I modelli climatici sottostimano la copertura nuvolosa in epoca pre-industriale in quanto l’atmosfera di quel periodo storico viene considerata “incontaminata”. Tenendo conto dei risultati di CLOUD, invece, la copertura nuvolosa in epoca pre-industriale non sarebbe stata molto diversa da quella attuale così come l’effetto albedo connesso alle nuvole.

Poiché in tale epoca la temperatura globale era inferiore a quella attuale anche in presenza di un albedo sin'ora ritenuto minore, nei modelli climatici il forzante radiativo antropico assume valori molto alti. In base ai risultati di CLOUD, rendendo confrontabile l’albedo pre-industriale con quello attuale, la componente positiva del forzante radiativo di origine antropica risulta ridotta.

La variazione della temperatura globale terrestre è esprimibile tramite:

ΔT = a ΔF (1)

in cui

  • ΔT è la variazione di temperatura in un dato periodo
  • a è la sensibilità climatica
  • ΔF è la variazione del forzante radiativo.

La variazione della temperatura globale dal 1750 ai giorni nostri rappresenta un dato del problema. Gli altri due parametri che compaiono nella formula sono oggetto di discussione nell’ambito della comunità scientifica. La sensibilità climatica viene determinata principalmente come output dei modelli di simulazione del clima. Il forzante radiativo viene stimato sulla base di considerazioni fisiche che coinvolgono l’equilibrio radiativo terrestre.

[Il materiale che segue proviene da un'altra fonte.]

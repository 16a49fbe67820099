//! Policy violation notifications
//!
//! The gateway hands a [`NotificationMessage`] to the [`Dispatcher`], which
//! spawns the send and returns straight away. Delivery failures are logged
//! and otherwise ignored.

use async_trait::async_trait;
use serde::{Deserialize, Serialize};
use std::sync::Arc;
use std::time::Duration;
use tokio::task::JoinHandle;
use tracing::{debug, info, warn};

use crate::error::{GatewayError, Result};
use crate::{NotificationRoute, SlackConfig};

const SLACK_API_BASE: &str = "https://slack.com/api";

#[derive(Debug, Clone, PartialEq, Eq)]
pub struct NotificationMessage {
    pub text: String,
    pub channel: String,
    pub icon: Option<String>,
}

impl NotificationMessage {
    /// Builds the message for a route, filling `{name}` placeholders in its
    /// template from `vars`.
    pub fn from_route(route: &NotificationRoute, vars: &[(&str, &str)]) -> Self {
        Self {
            text: render_template(&route.message, vars),
            channel: route.channel.clone(),
            icon: route.icon.clone(),
        }
    }
}

/// Replaces each `{key}` in `template` in one pass, so substituted values are
/// never expanded again. Unknown placeholders are left as is.
pub fn render_template(template: &str, vars: &[(&str, &str)]) -> String {
    let mut text = String::with_capacity(template.len());
    let mut rest = template;

    while let Some(open) = rest.find('{') {
        text.push_str(&rest[..open]);
        let after = &rest[open + 1..];
        let value = after.find('}').and_then(|close| {
            let key = &after[..close];
            vars.iter()
                .find(|(k, _)| *k == key)
                .map(|(_, v)| (*v, close))
        });

        match value {
            Some((v, close)) => {
                text.push_str(v);
                rest = &after[close + 1..];
            }
            None => {
                text.push('{');
                rest = after;
            }
        }
    }

    text.push_str(rest);
    text
}

/// Delivers a message to a chat channel.
#[async_trait]
pub trait Notifier: Send + Sync {
    async fn send(&self, message: &NotificationMessage) -> Result<()>;
}

#[derive(Debug, Serialize)]
struct PostMessage<'a> {
    channel: &'a str,
    text: &'a str,
    #[serde(skip_serializing_if = "Option::is_none")]
    username: Option<&'a str>,
    #[serde(skip_serializing_if = "Option::is_none")]
    icon_emoji: Option<&'a str>,
    #[serde(skip_serializing_if = "Option::is_none")]
    icon_url: Option<&'a str>,
}

#[derive(Debug, Deserialize)]
struct SlackResponse {
    ok: bool,
    error: Option<String>,
}

/// Posts messages through Slack's `chat.postMessage`.
pub struct SlackNotifier {
    client: reqwest::Client,
    api_base: String,
    token: String,
    username: Option<String>,
}

impl SlackNotifier {
    pub fn new(config: &SlackConfig) -> Result<Self> {
        let token = config
            .token
            .clone()
            .filter(|t| !t.is_empty())
            .ok_or_else(|| GatewayError::ConfigError("Slack token is not set".to_string()))?;

        let api_base = match (&config.api_base, &config.team) {
            (Some(base), _) => base.trim_end_matches('/').to_string(),
            (None, Some(team)) if !team.is_empty() => format!("https://{}.slack.com/api", team),
            _ => SLACK_API_BASE.to_string(),
        };

        let client = reqwest::Client::builder()
            .timeout(Duration::from_secs(config.timeout_secs()))
            .build()?;

        Ok(Self {
            client,
            api_base,
            token,
            username: config.username.clone(),
        })
    }
}

#[async_trait]
impl Notifier for SlackNotifier {
    async fn send(&self, message: &NotificationMessage) -> Result<()> {
        let icon = message.icon.as_deref();
        // Slack takes `:emoji:` names and image URLs in separate fields.
        let (icon_emoji, icon_url) = match icon {
            Some(i) if i.starts_with(':') => (Some(i), None),
            Some(i) => (None, Some(i)),
            None => (None, None),
        };
        let body = PostMessage {
            channel: &message.channel,
            text: &message.text,
            username: self.username.as_deref(),
            icon_emoji,
            icon_url,
        };

        let response: SlackResponse = self
            .client
            .post(format!("{}/chat.postMessage", self.api_base))
            .bearer_auth(&self.token)
            .json(&body)
            .send()
            .await?
            .error_for_status()?
            .json()
            .await?;

        if response.ok {
            Ok(())
        } else {
            Err(GatewayError::NotificationRejected(
                response.error.unwrap_or_else(|| "unknown error".to_string()),
            ))
        }
    }
}

/// Writes notifications to the log. Used when no Slack token is configured.
#[derive(Debug, Default)]
pub struct LogNotifier;

#[async_trait]
impl Notifier for LogNotifier {
    async fn send(&self, message: &NotificationMessage) -> Result<()> {
        info!(channel = %message.channel, "Notification: {}", message.text);
        Ok(())
    }
}

/// Fire-and-forget front for a [`Notifier`].
#[derive(Clone)]
pub struct Dispatcher {
    notifier: Arc<dyn Notifier>,
}

impl Dispatcher {
    pub fn new(notifier: Arc<dyn Notifier>) -> Self {
        Self { notifier }
    }

    /// Slack when a token is configured, the log otherwise.
    pub fn from_config(config: &SlackConfig) -> Result<Self> {
        if config.has_token() {
            Ok(Self::new(Arc::new(SlackNotifier::new(config)?)))
        } else {
            warn!("No Slack token configured; policy notifications will only be logged");
            Ok(Self::new(Arc::new(LogNotifier)))
        }
    }

    /// Spawns the send. Must be called from within a tokio runtime.
    pub fn dispatch(&self, message: NotificationMessage) -> JoinHandle<()> {
        let notifier = Arc::clone(&self.notifier);
        tokio::spawn(async move {
            match notifier.send(&message).await {
                Ok(()) => debug!(channel = %message.channel, "Notification delivered"),
                Err(e) => warn!(channel = %message.channel, "Notification dispatch failed: {}", e),
            }
        })
    }
}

La variazione del forzante radiativo dal 1750 ad oggi, nell’ipotesi del cambiamento climatico di origine antropica, è quasi esclusivamente dovuta alle azioni dell’uomo ed è costituita da due componenti: una componente positiva o “riscaldante” originata dai gas serra come la CO2, ed una componente negativa o “raffreddante” causata dall’albedo (delle nuvole o dei ghiacciai) e l’effetto schermante degli aerosol. Dall'ultimo Assesment Report 5 dell'IPCC si osserva che il forzante radiativo negativo delle nuvole é circa un terzo di quello positivo della CO2. In base ai risultati di CLOUD la componente negativa del forzante radiativo deve essere rivista al ribasso (in valore assoluto). Ciò comporta che il forzante radiativo totale aumenta.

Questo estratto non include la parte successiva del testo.